Egittologo, Curatore presso il Museo Egizio di Torino

I Musei possono essere agenti di cambiamento ed innovazione? Certamente sì, o almeno è nella loro stessa natura il ripensarsi al mutare dei tempi e delle società come esprime bene questa riflessione dell’egittologo S. Donadoni: "Un museo che ripensa se stesso non fa altro che rendere omaggio alla sua natura e alla sua funzione. Gli oggetti che lo costituiscono e che acquistano una qualità e un significato ben definiti dal fatto di esservi conservati, rispetto a quelli ancora in uso o dimenticati e dispersi, sono disposti a dialogare con il visitatore secondo programmi spesso impliciti, che il museo suggerisce, o consente. È quindi nell'ordine delle cose che la maturazione e la variazione dell'esperienza culturale nel flusso del tempo costringano a ripensare la gerarchia dei valori e del significato di ciò che apparentemente costituisce un patrimonio immutabile […] il significato di una struttura di questo tipo è costantemente rinnovabile, anche se materialmente rimane lo stesso. La sua crescita non è una mera questione di quantità, ma è anche il risultato del nuovo significato che acquisisce nel tempo" [1].

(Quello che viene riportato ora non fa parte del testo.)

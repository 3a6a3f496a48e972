use std::path::PathBuf;

/// Failures raised by configuration resolution and bundle assembly.
/// Engine, compiler and minifier failures are not wrapped and pass through as-is.
#[derive(Debug, thiserror::Error)]
pub enum BundlerError {
  /// The package descriptor could not be found at the search directory nor relative to the working directory.
  #[error("Could not resolve package descriptor at {}", .0.display())]
  ConfigResolution(PathBuf),
  /// A mandatory configuration field is missing or empty.
  #[error("{0} must be defined.")]
  ConfigValidation(&'static str),
  #[error("Illegal bundle type: {0}")]
  UnsupportedBundleKind(String),
  #[error("Illegal module format: {0}")]
  UnsupportedModuleFormat(String),
}
use gamepack_common::ModuleDefFormat;

#[derive(Debug)]
pub struct HookTransformArgs<'a> {
  pub id: &'a str,
  pub code: &'a str,
  /// Format decided by earlier `load`/`transform` hooks.
  pub module_def_format: ModuleDefFormat,
}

Questo pensiero chiarisce molto bene la relazione tra progresso, memoria e identità che i musei materializzano attraverso le collezioni che preservano e rendono accessibili. È pertanto anche un buon presupposto per condividere l’esperienza trasformativa che il Museo Egizio sta sperimentando dall’inizio della direzione Greco (2014) grazie alla crescente integrazione dell’archeometria - e delle competenze e strumentazioni scientifiche correlate - nei processi di studio delle proprie collezioni.

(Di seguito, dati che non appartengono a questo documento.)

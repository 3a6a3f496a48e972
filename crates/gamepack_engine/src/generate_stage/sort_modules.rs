use rustc_hash::FxHashSet;

use crate::types::{module::Module, IndexModules, ModuleIdx};

/// Dependencies come before their importers, in import order, starting from `entry`.
pub fn sort_modules(modules: &IndexModules, entry: ModuleIdx) -> Vec<ModuleIdx> {
  fn visit(
    modules: &IndexModules,
    idx: ModuleIdx,
    visited: &mut FxHashSet<ModuleIdx>,
    sorted: &mut Vec<ModuleIdx>,
  ) {
    if !visited.insert(idx) {
      return;
    }
    if let Module::Normal(module) = &modules[idx] {
      for record in &module.import_records {
        visit(modules, record.resolved_module(), visited, sorted);
      }
    }
    sorted.push(idx);
  }

  let mut visited = FxHashSet::default();
  let mut sorted = Vec::with_capacity(modules.len());
  visit(modules, entry, &mut visited, &mut sorted);
  sorted
}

Dalla Diagnostica pre-restauro all’Archeometria

Fin dagli anni ’60 i Musei hanno fatto uso di tecniche di indagine scientifiche volte a caratterizzare i materiali costitutivi delle opere d’arte che si apprestavano a restaurare. Naturalmente, la finalità dell’operazione circoscriveva, nella maggioranza dei casi, il set di analisi alla singola opera e allo specifico intervento conservativo richiesto. Ciò nondimeno era evidente, già all’epoca, che il processo diagnostico oltre a identificare i materiali e le strutture era in grado di descrivere anche elementi utili alla migliore comprensione della biografia dell’opera d’arte e, eventualmente, dei tratti tecnici distintivi di chi l’aveva prodotta. Se quest’ultimo aspetto indicava nelle indagini scientifiche un nuovo e potente strumento a supporto dei processi di autenticazione delle suddette opere, è al pari vero che la possibilità di accedere a tali informazioni apriva un orizzonte di ricerca virtualmente illimitato agli studi umanistici.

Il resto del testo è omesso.